Jafari said Tehran would send a delegaton to Islamabad to deliver "proof to them so they know that the Islamic Republic is aware of Pakistan's support".
He also expressed his belief that US and British intelligence services were involved and that there would "have to be retaliatory measures to punish them".
And state television said Iran's foreign ministry summoned a senior Pakistani diplomat in Tehran and informed him that "the perpetrators of this attack came to Iran from Pakistan".
But a Pakistani foreign ministry spokesman rejected the claim. "Pakistan is not involved in terrorist activities ... we are striving to eradicate this menace," he said.
Ahmadinejad's accusation came after Iranian state media blamed Sunni group Jundollah for the attack in the city of Pisheen.
But other Iranian officials and academics point the finger of blame at the United States and the United Kingdom.
Mohammad Marandi, an assistant professor at the University of Tehran, told Al Jazeera the attack could further damage Iran's relations with the US.
"On the one hand, the Americans are talking about rapprochement and building a new future, yet at the same time we see the Americans supporting groups in [Iran's] Kurdish regions as well as in Sistan-Baluchestan," he said.
Washington has denied involvement with the group, which it has labelled as a "terrorist" organisation, and condemned the attack.
"We condemn this act of terrorism and mourn the loss of innocent lives," Ian Kelly, the US state department spokesman, said in a statement soon after the blast occurred.
"Reports of alleged US involvement are completely false," he said.
Tehran has also suggested that Saudi Arabia and Britain may have supported Jundollah to stir up trouble in the border area.
Majid Tafreshi, an Iranian researcher at University College London who specialises in ethnic and religious minorities, said there were clues as to the involvement of Western nations.
"Generally you cannot find any proof about this claim, but there are some clues," he told Al Jazeera. "The previous American governments used to play with ethnic minority and ethnic religious groups to play with Iranian politics."
On wanted list
Tafreshi said "you can see in British media nowadays that people who are representative of this terrorist group are easily working and talking to British media and involved in politics and lobbying parliament ... while this group is on the terrorist list and its leaders on the wanted list of Interpol."
Al Jazeera's Nazanine Moshiri, reporting from Tehran, said: "There's a history in Iran of pointing the finger at foreign outside intervention for causing instability.
"There was a report in the New Yorker
about a year ago by the journalist Seymour Hersh who said the United States Congress had secretly agreed to President [George] Bush's funding of about $400m to give Washington a free hand in arming and funding militant groups like Jundollah.

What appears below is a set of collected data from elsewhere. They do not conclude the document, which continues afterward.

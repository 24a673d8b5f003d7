//! Property tests for batch codecs.

use edgesync_codec::Value;
use edgesync_protocol::{Actor, CodecKind, QueueEntry};
use proptest::prelude::*;

fn arb_value() -> impl Strategy<Value = Value> {
    let leaf = prop_oneof![
        Just(Value::Null),
        any::<bool>().prop_map(Value::Bool),
        any::<i64>().prop_map(Value::Integer),
        "[a-z0-9 ]{0,16}".prop_map(Value::Text),
        prop::collection::vec(any::<u8>(), 0..8).prop_map(Value::Bytes),
    ];
    leaf.prop_recursive(3, 24, 4, |inner| {
        prop_oneof![
            prop::collection::vec(inner.clone(), 0..4).prop_map(Value::Array),
            prop::collection::btree_map("[a-z]{1,6}", inner, 0..4).prop_map(Value::Map),
        ]
    })
}

fn arb_entry() -> impl Strategy<Value = QueueEntry> {
    (
        1u64..1_000_000,
        "[a-z_]{1,24}",
        prop::collection::vec(arb_value(), 0..4),
        0u64..10_000,
        0u64..4_000_000_000,
    )
        .prop_map(|(id, action_name, action_args, user_id, timestamp)| QueueEntry {
            id,
            action_name,
            action_args,
            actor: Actor::user(user_id),
            timestamp,
            enqueued_at: timestamp,
        })
}

proptest! {
    #[test]
    fn batches_survive_both_codecs(entries in prop::collection::vec(arb_entry(), 0..8)) {
        for kind in [CodecKind::Cbor, CodecKind::Json] {
            let codec = kind.build();
            let payload = codec.encode(&entries).unwrap();
            prop_assert_eq!(&codec.decode(&payload).unwrap(), &entries);
        }
    }

    #[test]
    fn cbor_encoding_is_deterministic(entries in prop::collection::vec(arb_entry(), 1..4)) {
        let codec = CodecKind::Cbor.build();
        prop_assert_eq!(codec.encode(&entries).unwrap(), codec.encode(&entries).unwrap());
    }
}
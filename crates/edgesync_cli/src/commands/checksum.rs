//! Checksum command implementation.

use super::{open_dir, print_json, CliResult, OutputFormat};
use edgesync_protocol::Partition;
use edgesync_store::DataDir;
use serde::Serialize;
use std::ops::RangeInclusive;
use std::path::Path;

/// Digest of one partition over an id range.
#[derive(Debug, Serialize)]
pub struct QueueChecksum {
    /// Partition name.
    pub partition: String,
    /// First id covered.
    pub from: u64,
    /// Last id covered.
    pub to: u64,
    /// Hex SHA-256 digest.
    pub digest: String,
}

/// Runs the checksum command.
pub fn run(
    path: &Path,
    partition: Option<Partition>,
    range: RangeInclusive<u64>,
    format: OutputFormat,
) -> CliResult<()> {
    let checksums = compute(&open_dir(path)?, partition, range)?;
    match format {
        OutputFormat::Json => print_json(&checksums)?,
        OutputFormat::Text => {
            for checksum in &checksums {
                println!(
                    "{:<10} {}..={}  {}",
                    checksum.partition, checksum.from, checksum.to, checksum.digest
                );
            }
        }
    }
    Ok(())
}

/// Digests of the selected partitions (both by default).
pub fn compute(
    dir: &DataDir,
    partition: Option<Partition>,
    range: RangeInclusive<u64>,
) -> CliResult<Vec<QueueChecksum>> {
    let partitions = match partition {
        Some(partition) => vec![partition],
        None => Partition::ALL.to_vec(),
    };

    let queues = dir.open_queues_read_only()?;
    let mut checksums = Vec::with_capacity(partitions.len());
    for partition in partitions {
        checksums.push(QueueChecksum {
            partition: partition.to_string(),
            from: *range.start(),
            to: *range.end(),
            digest: queues.checksum(partition, range.clone())?,
        });
    }
    Ok(checksums)
}

#[cfg(test)]
mod tests {
    use super::*;
    use edgesync_codec::{Value, DIGEST_HEX_LEN};
    use edgesync_protocol::Actor;
    use edgesync_store::NewEntry;
    use tempfile::tempdir;

    #[test]
    fn range_changes_digest() {
        let temp = tempdir().unwrap();
        let dir = DataDir::open(temp.path(), true).unwrap();
        {
            let queues = dir.open_queues().unwrap();
            for i in 0..4 {
                queues
                    .enqueue(
                        Partition::Regular,
                        NewEntry::new("add_option", vec![Value::Integer(i)], Actor::SYSTEM, 0),
                    )
                    .unwrap();
            }
        }

        let all = compute(&dir, Some(Partition::Regular), 0..=u64::MAX).unwrap();
        let head = compute(&dir, Some(Partition::Regular), 1..=2).unwrap();
        assert_eq!(all.len(), 1);
        assert_eq!(all[0].digest.len(), DIGEST_HEX_LEN);
        assert_ne!(all[0].digest, head[0].digest);

        let both = compute(&dir, None, 0..=u64::MAX).unwrap();
        assert_eq!(both.len(), 2);
        assert_eq!(both[1].digest, all[0].digest);
    }
}
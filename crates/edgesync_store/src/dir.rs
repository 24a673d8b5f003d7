//! Data directory layout.
//!
//! ```text
//! <data_dir>/
//! ├─ queue.regular.log     # regular partition
//! ├─ queue.full_sync.log   # full-sync partition
//! └─ state.log             # full-sync job, module activation
//! ```

use crate::error::{StoreError, StoreResult};
use crate::queue::{ActionQueue, SyncQueues};
use crate::state::StateStore;
use edgesync_protocol::Partition;
use edgesync_storage::{FileBackend, InMemoryBackend, StorageBackend};
use std::fs;
use std::path::{Path, PathBuf};

const STATE_FILE: &str = "state.log";

/// The on-disk home of one edge node's sync state.
#[derive(Debug, Clone)]
pub struct DataDir {
    path: PathBuf,
}

impl DataDir {
    /// Opens a data directory, creating it when `create_if_missing` is set.
    pub fn open(path: &Path, create_if_missing: bool) -> StoreResult<Self> {
        if !path.exists() {
            if create_if_missing {
                fs::create_dir_all(path).map_err(edgesync_storage::StorageError::from)?;
            } else {
                return Err(StoreError::invalid_directory(format!(
                    "data directory does not exist: {}",
                    path.display()
                )));
            }
        }

        if !path.is_dir() {
            return Err(StoreError::invalid_directory(format!(
                "path is not a directory: {}",
                path.display()
            )));
        }

        Ok(Self {
            path: path.to_path_buf(),
        })
    }

    /// Root path.
    #[must_use]
    pub fn path(&self) -> &Path {
        &self.path
    }

    /// Log file of one queue partition.
    #[must_use]
    pub fn queue_path(&self, partition: Partition) -> PathBuf {
        self.path.join(format!("queue.{}.log", partition.as_str()))
    }

    /// Log file of the state store.
    #[must_use]
    pub fn state_path(&self) -> PathBuf {
        self.path.join(STATE_FILE)
    }

    /// Opens one queue partition.
    pub fn open_queue(&self, partition: Partition) -> StoreResult<ActionQueue> {
        let backend = FileBackend::open(&self.queue_path(partition))?;
        ActionQueue::open(partition, Box::new(backend))
    }

    /// Opens both queue partitions.
    pub fn open_queues(&self) -> StoreResult<SyncQueues> {
        SyncQueues::new(
            self.open_queue(Partition::Regular)?,
            self.open_queue(Partition::FullSync)?,
        )
    }

    /// Opens the state store.
    pub fn open_state(&self) -> StoreResult<StateStore> {
        let backend = FileBackend::open(&self.state_path())?;
        StateStore::open(Box::new(backend))
    }

    /// Opens one queue partition without modifying its file.
    pub fn open_queue_read_only(&self, partition: Partition) -> StoreResult<ActionQueue> {
        ActionQueue::open_read_only(partition, read_only_backend(&self.queue_path(partition))?)
    }

    /// Opens both queue partitions without modifying their files.
    pub fn open_queues_read_only(&self) -> StoreResult<SyncQueues> {
        SyncQueues::new(
            self.open_queue_read_only(Partition::Regular)?,
            self.open_queue_read_only(Partition::FullSync)?,
        )
    }

    /// Opens the state store without modifying its file.
    pub fn open_state_read_only(&self) -> StoreResult<StateStore> {
        StateStore::open_read_only(read_only_backend(&self.state_path())?)
    }
}

/// A missing log reads as empty and is not created.
fn read_only_backend(path: &Path) -> StoreResult<Box<dyn StorageBackend>> {
    if path.exists() {
        Ok(Box::new(FileBackend::open_read_only(path)?))
    } else {
        Ok(Box::new(InMemoryBackend::new()))
    }
}
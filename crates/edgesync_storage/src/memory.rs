//! In-memory storage backend.

use crate::backend::StorageBackend;
use crate::error::{StorageError, StorageResult};
use parking_lot::RwLock;
use std::sync::atomic::{AtomicBool, Ordering};
use std::sync::Arc;

/// An in-memory storage backend.
///
/// Clones share the same bytes, so a test can hand one clone to a queue,
/// drop the queue at the end of a simulated invocation, and reopen a new
/// queue over another clone to check what "survived".
///
/// Writes can be refused with [`InMemoryBackend::set_fail_writes`] to
/// exercise persistence failures.
///
/// # Example
///
/// ```rust
/// use edgesync_storage::{InMemoryBackend, StorageBackend};
///
/// let mut backend = InMemoryBackend::new();
/// let view = backend.clone();
/// backend.append(b"abc").unwrap();
/// assert_eq!(view.size().unwrap(), 3);
/// ```
#[derive(Debug, Clone, Default)]
pub struct InMemoryBackend {
    data: Arc<RwLock<Vec<u8>>>,
    fail_writes: Arc<AtomicBool>,
}

impl InMemoryBackend {
    /// Creates a new empty backend.
    #[must_use]
    pub fn new() -> Self {
        Self::default()
    }

    /// Creates a backend holding `data`, e.g. a log captured from a previous run.
    #[must_use]
    pub fn with_data(data: Vec<u8>) -> Self {
        Self {
            data: Arc::new(RwLock::new(data)),
            fail_writes: Arc::new(AtomicBool::new(false)),
        }
    }

    /// Returns a copy of the stored bytes.
    #[must_use]
    pub fn data(&self) -> Vec<u8> {
        self.data.read().clone()
    }

    /// Makes every subsequent write (append, flush, truncate, replace) fail,
    /// or succeed again.
    pub fn set_fail_writes(&self, fail: bool) {
        self.fail_writes.store(fail, Ordering::SeqCst);
    }

    fn check_writable(&self) -> StorageResult<()> {
        if self.fail_writes.load(Ordering::SeqCst) {
            return Err(StorageError::WriteRefused("in-memory fault injected".into()));
        }
        Ok(())
    }
}

impl StorageBackend for InMemoryBackend {
    fn read_at(&self, offset: u64, len: usize) -> StorageResult<Vec<u8>> {
        let data = self.data.read();
        let size = data.len() as u64;
        let end = offset.saturating_add(len as u64);
        if end > size {
            return Err(StorageError::ReadPastEnd { offset, len, size });
        }
        let start = offset as usize;
        Ok(data[start..start + len].to_vec())
    }

    fn append(&mut self, new_data: &[u8]) -> StorageResult<u64> {
        self.check_writable()?;
        let mut data = self.data.write();
        let offset = data.len() as u64;
        data.extend_from_slice(new_data);
        Ok(offset)
    }

    fn flush(&mut self) -> StorageResult<()> {
        self.check_writable()
    }

    fn size(&self) -> StorageResult<u64> {
        Ok(self.data.read().len() as u64)
    }

    fn sync(&mut self) -> StorageResult<()> {
        self.check_writable()
    }

    fn truncate(&mut self, new_size: u64) -> StorageResult<()> {
        self.check_writable()?;
        let mut data = self.data.write();
        let size = data.len() as u64;
        if new_size > size {
            return Err(StorageError::InvalidTruncate {
                requested: new_size,
                size,
            });
        }
        data.truncate(new_size as usize);
        Ok(())
    }

    fn replace(&mut self, new_data: &[u8]) -> StorageResult<()> {
        self.check_writable()?;
        *self.data.write() = new_data.to_vec();
        Ok(())
    }
}

#[cfg(test)]
mod tests {
    use super::*;

    #[test]
    fn append_reports_offsets() {
        let mut backend = InMemoryBackend::new();
        assert_eq!(backend.append(b"one").unwrap(), 0);
        assert_eq!(backend.append(b"two").unwrap(), 3);
        assert_eq!(backend.size().unwrap(), 6);
        assert_eq!(backend.read_at(3, 3).unwrap(), b"two");
    }

    #[test]
    fn read_past_end_is_rejected() {
        let mut backend = InMemoryBackend::new();
        backend.append(b"short").unwrap();
        assert!(matches!(
            backend.read_at(2, 10),
            Err(StorageError::ReadPastEnd { .. })
        ));
        assert!(matches!(
            backend.read_at(9, 0),
            Err(StorageError::ReadPastEnd { .. })
        ));
    }

    #[test]
    fn clones_share_bytes() {
        let mut writer = InMemoryBackend::new();
        let reader = writer.clone();
        writer.append(b"shared").unwrap();
        assert_eq!(reader.read_all().unwrap(), b"shared");
    }

    #[test]
    fn injected_faults_refuse_writes_but_not_reads() {
        let mut backend = InMemoryBackend::with_data(b"kept".to_vec());
        backend.set_fail_writes(true);
        assert!(matches!(
            backend.append(b"lost"),
            Err(StorageError::WriteRefused(_))
        ));
        assert_eq!(backend.read_all().unwrap(), b"kept");

        backend.set_fail_writes(false);
        backend.append(b"!").unwrap();
        assert_eq!(backend.data(), b"kept!");
    }

    #[test]
    fn truncate_shrinks_only() {
        let mut backend = InMemoryBackend::with_data(b"compact me".to_vec());
        backend.truncate(7).unwrap();
        assert_eq!(backend.data(), b"compact");
        assert!(matches!(
            backend.truncate(100),
            Err(StorageError::InvalidTruncate { .. })
        ));
        backend.truncate(0).unwrap();
        assert!(backend.is_empty().unwrap());
    }

    #[test]
    fn refused_replace_keeps_old_bytes() {
        let mut backend = InMemoryBackend::with_data(b"old log".to_vec());
        backend.set_fail_writes(true);
        assert!(backend.replace(b"new").is_err());
        assert_eq!(backend.data(), b"old log");

        backend.set_fail_writes(false);
        backend.replace(b"new").unwrap();
        assert_eq!(backend.data(), b"new");
    }
}
//! CBOR helpers on top of `ciborium`.

use crate::error::{CodecError, CodecResult};
use serde::de::DeserializeOwned;
use serde::Serialize;

/// Encodes any serializable value to CBOR.
///
/// Integers use their shortest form and maps built from `BTreeMap` are
/// emitted in key order, so encoding a [`crate::Value`] is deterministic.
pub fn to_cbor<T: Serialize + ?Sized>(value: &T) -> CodecResult<Vec<u8>> {
    let mut bytes = Vec::new();
    ciborium::into_writer(value, &mut bytes)
        .map_err(|e| CodecError::encoding_failed(e.to_string()))?;
    Ok(bytes)
}

/// Decodes a value from CBOR bytes.
pub fn from_cbor<T: DeserializeOwned>(bytes: &[u8]) -> CodecResult<T> {
    if bytes.is_empty() {
        return Err(CodecError::decoding_failed("empty input"));
    }
    ciborium::from_reader(bytes).map_err(|e| CodecError::decoding_failed(e.to_string()))
}
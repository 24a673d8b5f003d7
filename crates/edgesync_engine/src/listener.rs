//! Mutation listener.
//!
//! Turns local mutation events into queue entries on the regular partition.

use crate::clock::Clock;
use crate::config::EventCatalog;
use crate::error::SyncError;
use crate::fabric::{MutationEvent, MutationFabric};
use edgesync_protocol::Partition;
use edgesync_store::{NewEntry, SyncQueues};
use std::sync::atomic::{AtomicBool, Ordering};
use std::sync::Arc;

/// Captures mutations into the action queue.
///
/// One listener exists per invocation. [`Listener::start`] subscribes at most
/// once; calling it again is a no-op.
pub struct Listener {
    queues: Arc<SyncQueues>,
    catalog: EventCatalog,
    clock: Arc<dyn Clock>,
    started: AtomicBool,
}

impl Listener {
    /// Creates a listener for the given catalog.
    pub fn new(queues: Arc<SyncQueues>, catalog: EventCatalog, clock: Arc<dyn Clock>) -> Self {
        Self {
            queues,
            catalog,
            clock,
            started: AtomicBool::new(false),
        }
    }

    /// Subscribes to every catalog event. Returns false if already started.
    pub fn start(&self, fabric: &dyn MutationFabric) -> bool {
        if self.started.swap(true, Ordering::SeqCst) {
            return false;
        }

        for mapping in self.catalog.mappings() {
            let queues = Arc::clone(&self.queues);
            let clock = Arc::clone(&self.clock);
            let action = mapping.action.clone();

            fabric.subscribe(
                &mapping.event,
                Arc::new(move |event: &MutationEvent| {
                    let entry =
                        NewEntry::new(action.as_str(), event.args.clone(), event.actor, clock.now());
                    match queues.enqueue(Partition::Regular, entry) {
                        Ok(id) => {
                            tracing::debug!(event = %event.name, action = %action, id, "captured mutation");
                            Ok(())
                        }
                        Err(e) => {
                            tracing::error!(event = %event.name, action = %action, error = %e, "failed to queue mutation");
                            Err(SyncError::QueuePersistence(e))
                        }
                    }
                }),
            );
        }

        tracing::debug!(events = self.catalog.len(), "listener started");
        true
    }

    /// Returns true once [`Listener::start`] has run.
    pub fn is_started(&self) -> bool {
        self.started.load(Ordering::SeqCst)
    }
}

impl std::fmt::Debug for Listener {
    fn fmt(&self, f: &mut std::fmt::Formatter<'_>) -> std::fmt::Result {
        f.debug_struct("Listener")
            .field("events", &self.catalog.len())
            .field("started", &self.is_started())
            .finish()
    }
}
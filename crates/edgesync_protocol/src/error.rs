//! Error types for the protocol crate.

use edgesync_codec::CodecError;
use thiserror::Error;

/// Result type for protocol operations.
pub type ProtocolResult<T> = Result<T, ProtocolError>;

/// Errors raised while encoding or decoding protocol messages.
#[derive(Error, Debug, Clone, PartialEq, Eq)]
pub enum ProtocolError {
    /// Underlying serialization failed.
    #[error(transparent)]
    Codec(#[from] CodecError),

    /// A message decoded but is missing fields or has the wrong shape.
    #[error("invalid message: {0}")]
    InvalidMessage(String),

    /// A codec name that no implementation answers to.
    #[error("unknown codec: {0}")]
    UnknownCodec(String),

    /// A partition name other than `regular` or `full_sync`.
    #[error("unknown partition: {0}")]
    UnknownPartition(String),
}
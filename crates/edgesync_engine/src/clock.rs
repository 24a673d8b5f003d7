//! Time source.
//!
//! The retry loop's sleep is the only blocking call in the engine. It goes
//! through [`Clock`] so tests can use [`ManualClock`] and observe sleeps
//! instead of waiting for them.

use parking_lot::Mutex;
use std::sync::atomic::{AtomicU64, Ordering};
use std::sync::Arc;
use std::time::{Duration, SystemTime, UNIX_EPOCH};

/// Wall-clock time in Unix seconds plus a blocking sleep.
pub trait Clock: Send + Sync {
    /// Current Unix time in seconds.
    fn now(&self) -> u64;

    /// Blocks for `secs` seconds.
    fn sleep(&self, secs: u64);
}

/// The real clock.
#[derive(Debug, Clone, Copy, Default)]
pub struct SystemClock;

impl Clock for SystemClock {
    fn now(&self) -> u64 {
        SystemTime::now()
            .duration_since(UNIX_EPOCH)
            .map(|d| d.as_secs())
            .unwrap_or(0)
    }

    fn sleep(&self, secs: u64) {
        std::thread::sleep(Duration::from_secs(secs));
    }
}

/// A clock that only moves when told to. Sleeping advances it instantly.
///
/// Clones share the same time.
#[derive(Debug, Clone, Default)]
pub struct ManualClock {
    now: Arc<AtomicU64>,
    sleeps: Arc<Mutex<Vec<u64>>>,
}

impl ManualClock {
    /// Creates a clock reading `now`.
    pub fn new(now: u64) -> Self {
        Self {
            now: Arc::new(AtomicU64::new(now)),
            sleeps: Arc::new(Mutex::new(Vec::new())),
        }
    }

    /// Sets the current time.
    pub fn set(&self, now: u64) {
        self.now.store(now, Ordering::SeqCst);
    }

    /// Moves time forward.
    pub fn advance(&self, secs: u64) {
        self.now.fetch_add(secs, Ordering::SeqCst);
    }

    /// Every sleep requested so far, in order.
    pub fn sleeps(&self) -> Vec<u64> {
        self.sleeps.lock().clone()
    }

    /// Total seconds slept.
    pub fn total_slept(&self) -> u64 {
        self.sleeps.lock().iter().sum()
    }
}

impl Clock for ManualClock {
    fn now(&self) -> u64 {
        self.now.load(Ordering::SeqCst)
    }

    fn sleep(&self, secs: u64) {
        self.sleeps.lock().push(secs);
        self.advance(secs);
    }
}

#[cfg(test)]
mod tests {
    use super::*;

    #[test]
    fn manual_clock_sleep_advances_time() {
        let clock = ManualClock::new(1_000);
        let shared = clock.clone();
        clock.sleep(6);
        clock.advance(4);

        assert_eq!(shared.now(), 1_010);
        assert_eq!(shared.sleeps(), vec![6]);
        assert_eq!(shared.total_slept(), 6);
    }

    #[test]
    fn system_clock_is_after_2020() {
        assert!(SystemClock.now() > 1_577_836_800);
    }
}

"Obviously those claims haven't been backed up by any evidence but the Iranians do believe the Americans have been helping Jundollah in their fight in the southeast."
But some analysts have rejected the idea that the West supports Jundollah and other ethnic groups.
Ali Nouri Zada, the director of the Arab-Iranian Studies Centre in London, told Al Jazeera: "It's very easy to point at Saudi, to the British and Americans ... [but] it [Jundollah] is a local organisation,"
Zada noted that relations between Iran and Pakistan have been generally good in recent years and the neighbours are co-operating on plans to build a natural gas pipeline link.